SoFi Applied sciences has unveiled an Agentic AI ETF (AGIQ), its first after practically two years. The ETF tracks the BITA U.S. Agentic Choose Index, which covers 30 U.S.-listed companies that concentrate on AI, together with Nvidia and Deere, with a 0.69% expense ratio.
Agentic AI ETF targets to seize companies concerned in creating or deploying agentic AI autonomous methods able to determination making, initiating actions, and collaborating with different brokers. The BITA U.S. benchmark tracks companies in know-how, together with Nvidia, Tesla, and Salesforce.
New SoFi Agentic AI ETF targets AI know-how companies
SoFi has confirmed that Agentic AI ETF (AGIQ) has a gross expense ratio of 0.69%, and Tidal Funding acts because the advisor. It additionally confirmed that the fund shall be hosted on SoFi Make investments and different brokerage platforms.
📈New ETF Alert! We’re excited to announce the SoFi Agentic AI ETF (NYSE Arca: AGIQ) to offer traders entry to the following wave of AI.
Learn extra right here: https://t.co/CX69XTuENY
— SoFi (@SoFi) September 3, 2025
Brian Walsh, head of recommendation and planning at SoFi, described the ETF as a approach for retail traders to seize the evolving AI panorama of their portfolios. He added that the product goes above and past what first-generation AI publicity can present. In an interview with Reuters, he mentioned the index is designed to adapt to adjustments within the AI ecosystem.

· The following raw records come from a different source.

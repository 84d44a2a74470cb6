
use jsonwebtoken::{Algorithm, EncodingKey, Header, encode};
use serde_json::json;

pub(crate) const TEST_SECRET: &[u8] = b"test-secret-key-at-least-32-bytes";

pub(crate) fn create_test_token(payload: &serde_json::Value) -> String {
    encode(
        &Header::new(Algorithm::HS256),
        payload,
        &EncodingKey::from_secret(TEST_SECRET),
    )
    .unwrap()
}

pub(crate) fn claims_expiring_in(seconds: i64) -> serde_json::Value {
    let now = chrono::Utc::now().timestamp();
    json!({
        "id": "user-123",
        "name": "Ana Trainer",
        "email": "ana@example.com",
        "role": "trainer",
        "profileImage": "/img/ana.png",
        "iat": now,
        "exp": now + seconds,
    })
}
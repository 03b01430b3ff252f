//! Wizard state machine
//!
//! One controller per edit session. It owns the draft, walks the steps
//! through [`StepValidator`], and hands the final [`ChangeSet`] to the
//! registry API. A second submit while one is in flight is refused, and a
//! response for another session is ignored.

use super::changeset::{ChangeSet, ChangeSetBuilder, IntegrityViolation};
use super::draft::DraftStore;
use super::record::Record;
use super::schema::{EntityKind, FormContext, FormSchema, WireEncoding};
use super::validation::{StepValidator, ValidationResult};
use crate::api::{ApiError, RegistryApi};
use std::sync::Arc;
use thiserror::Error;
use uuid::Uuid;

/// The stored snapshot an edit session diffs against
pub type OriginalRecord = Record;

#[derive(Debug, Clone, Copy, PartialEq, Eq)]
pub enum WizardPhase {
    Editing,
    Submitting,
    Done,
    /// Abandoned by the user; late responses are dropped
    Closed,
}

#[derive(Debug, Clone, PartialEq, Eq)]
pub enum SubmitTarget {
    Create,
    Update(String),
}

/// Everything the REST collaborator needs for one request
#[derive(Debug, Clone, PartialEq)]
pub struct Submission {
    pub session: Uuid,
    pub kind: EntityKind,
    pub encoding: WireEncoding,
    pub target: SubmitTarget,
    pub changes: ChangeSet,
}

#[derive(Debug, Clone, PartialEq, Eq)]
pub enum SubmitOutcome {
    /// Saved; the host should refresh its list and close the wizard
    Done,
    /// Back on the last step with the server's message
    Retry { message: String },
}

#[derive(Debug, Clone, PartialEq, Eq, Error)]
pub enum WizardError {
    #[error("submit is only possible from step {last} (currently on {step})")]
    NotAtLastStep { step: usize, last: usize },
    #[error("a submission is already in flight")]
    AlreadySubmitting,
    #[error("wizard session is closed")]
    Closed,
    #[error("{0}")]
    Invalid(String),
    #[error(transparent)]
    Integrity(#[from] IntegrityViolation),
}

#[derive(Debug)]
pub struct WizardController {
    session: Uuid,
    store: DraftStore,
    original: Option<OriginalRecord>,
    step: usize,
    phase: WizardPhase,
    message: Option<String>,
}

impl WizardController {
    /// New-record session with a default draft
    pub fn create(schema: Arc<FormSchema>, context: FormContext) -> Self {
        Self::with_store(DraftStore::init_empty(schema, context), None)
    }

    /// Edit session pre-filled from `record`
    pub fn edit(schema: Arc<FormSchema>, context: FormContext, record: OriginalRecord) -> Self {
        let store = DraftStore::init_from_record(schema, context, &record);
        Self::with_store(store, Some(record))
    }

    fn with_store(store: DraftStore, original: Option<OriginalRecord>) -> Self {
        let session = Uuid::new_v4();
        tracing::debug!(
            "Wizard {session} opened for {} ({})",
            store.schema().kind,
            if original.is_some() { "edit" } else { "create" }
        );
        Self {
            session,
            store,
            original,
            step: 1,
            phase: WizardPhase::Editing,
            message: None,
        }
    }

    pub fn session(&self) -> Uuid {
        self.session
    }

    /// Current step, 1-based
    pub fn step(&self) -> usize {
        self.step
    }

    pub fn step_count(&self) -> usize {
        self.store.schema().step_count().max(1)
    }

    pub fn is_last_step(&self) -> bool {
        self.step >= self.step_count()
    }

    pub fn phase(&self) -> WizardPhase {
        self.phase
    }

    pub fn is_edit(&self) -> bool {
        self.original.is_some()
    }

    /// Message to show the user (validation failure or server error)
    pub fn message(&self) -> Option<&str> {
        self.message.as_deref()
    }

    pub fn store(&self) -> &DraftStore {
        &self.store
    }

    /// Mutable draft access; the draft is frozen outside `Editing`
    pub fn edit_draft(&mut self) -> Option<&mut DraftStore> {
        match self.phase {
            WizardPhase::Editing => Some(&mut self.store),
            _ => None,
        }
    }

    fn validate_current(&self) -> ValidationResult {
        StepValidator::new(self.store.schema()).validate(self.step, self.store.snapshot())
    }

    /// Validate the current step and advance on success
    pub fn next(&mut self) -> ValidationResult {
        if self.phase != WizardPhase::Editing || self.is_last_step() {
            return ValidationResult::blocked();
        }
        let result = self.validate_current();
        if result.ok {
            self.step += 1;
            self.message = None;
            tracing::debug!("Wizard {} moved to step {}", self.session, self.step);
        } else {
            self.message = result.message.clone();
        }
        result
    }

    /// Step back without validation; stays on step 1
    pub fn prev(&mut self) {
        if self.phase == WizardPhase::Editing && self.step > 1 {
            self.step -= 1;
            self.message = None;
        }
    }

    /// Freeze the draft and produce the request to send.
    ///
    /// The last step's rules run first, so a single-step form is still
    /// validated.
    pub fn begin_submit(&mut self) -> Result<Submission, WizardError> {
        match self.phase {
            WizardPhase::Editing => {}
            WizardPhase::Submitting => return Err(WizardError::AlreadySubmitting),
            WizardPhase::Done | WizardPhase::Closed => return Err(WizardError::Closed),
        }
        if !self.is_last_step() {
            return Err(WizardError::NotAtLastStep {
                step: self.step,
                last: self.step_count(),
            });
        }

        let result = self.validate_current();
        if !result.ok {
            let message = result.message.unwrap_or_default();
            self.message = Some(message.clone());
            return Err(WizardError::Invalid(message));
        }

        let schema = self.store.schema();
        let changes = ChangeSetBuilder::new(schema, self.original.as_ref())
            .build(self.store.snapshot())?;
        let submission = Submission {
            session: self.session,
            kind: schema.kind,
            encoding: schema.encoding,
            target: match &self.original {
                Some(record) => SubmitTarget::Update(record.id.clone()),
                None => SubmitTarget::Create,
            },
            changes,
        };

        self.phase = WizardPhase::Submitting;
        self.message = None;
        tracing::debug!("Wizard {} submitting", self.session);
        Ok(submission)
    }

    /// Apply the server's answer for `session`.
    ///
    /// Returns `None` when the answer belongs to another session or the
    /// wizard is no longer waiting for one.
    pub fn finish_submit(
        &mut self,
        session: Uuid,
        result: Result<(), ApiError>,
    ) -> Option<SubmitOutcome> {
        if session != self.session || self.phase != WizardPhase::Submitting {
            tracing::warn!("Ignoring stale submit response for session {session}");
            return None;
        }
        match result {
            Ok(()) => {
                self.phase = WizardPhase::Done;
                tracing::info!("Saved {} from wizard {}", self.store.schema().kind, self.session);
                Some(SubmitOutcome::Done)
            }
            Err(err) => {
                let message = err.user_message_or(self.store.schema().failure_message);
                tracing::warn!("Submit failed for wizard {}: {err}", self.session);
                self.phase = WizardPhase::Editing;
                self.step = self.step_count();
                self.message = Some(message.clone());
                Some(SubmitOutcome::Retry { message })
            }
        }
    }

    /// Abandon the session. An in-flight request is not cancelled.
    pub fn close(&mut self) {
        self.phase = WizardPhase::Closed;
    }

    /// Submit and wait for the answer in one go
    pub async fn submit(&mut self, api: &dyn RegistryApi) -> Result<SubmitOutcome, WizardError> {
        let submission = self.begin_submit()?;
        let result = api.submit(&submission).await;
        self.finish_submit(submission.session, result)
            .ok_or(WizardError::Closed)
    }
}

The launch follows a rising skepticism surrounding AI companies. Some traders have begun questioning the valuation of the AI market, citing that it could possibly be overvalued. They’ve questioned whether or not tech giants like Nvidia and Palantir Applied sciences, which have pushed the sector’s valuation, can maintain in the long run. Some analysts have famous that confidence in the direction of the business stays robust, however markets have proven indicators of profit-taking in latest days.
Walsh revealed that the rising market themes might be difficult to seize, particularly for brand spanking new or informal traders. He mentioned that with the SoFi Agentic AI ETF, traders can simply achieve entry to the following AI evolution.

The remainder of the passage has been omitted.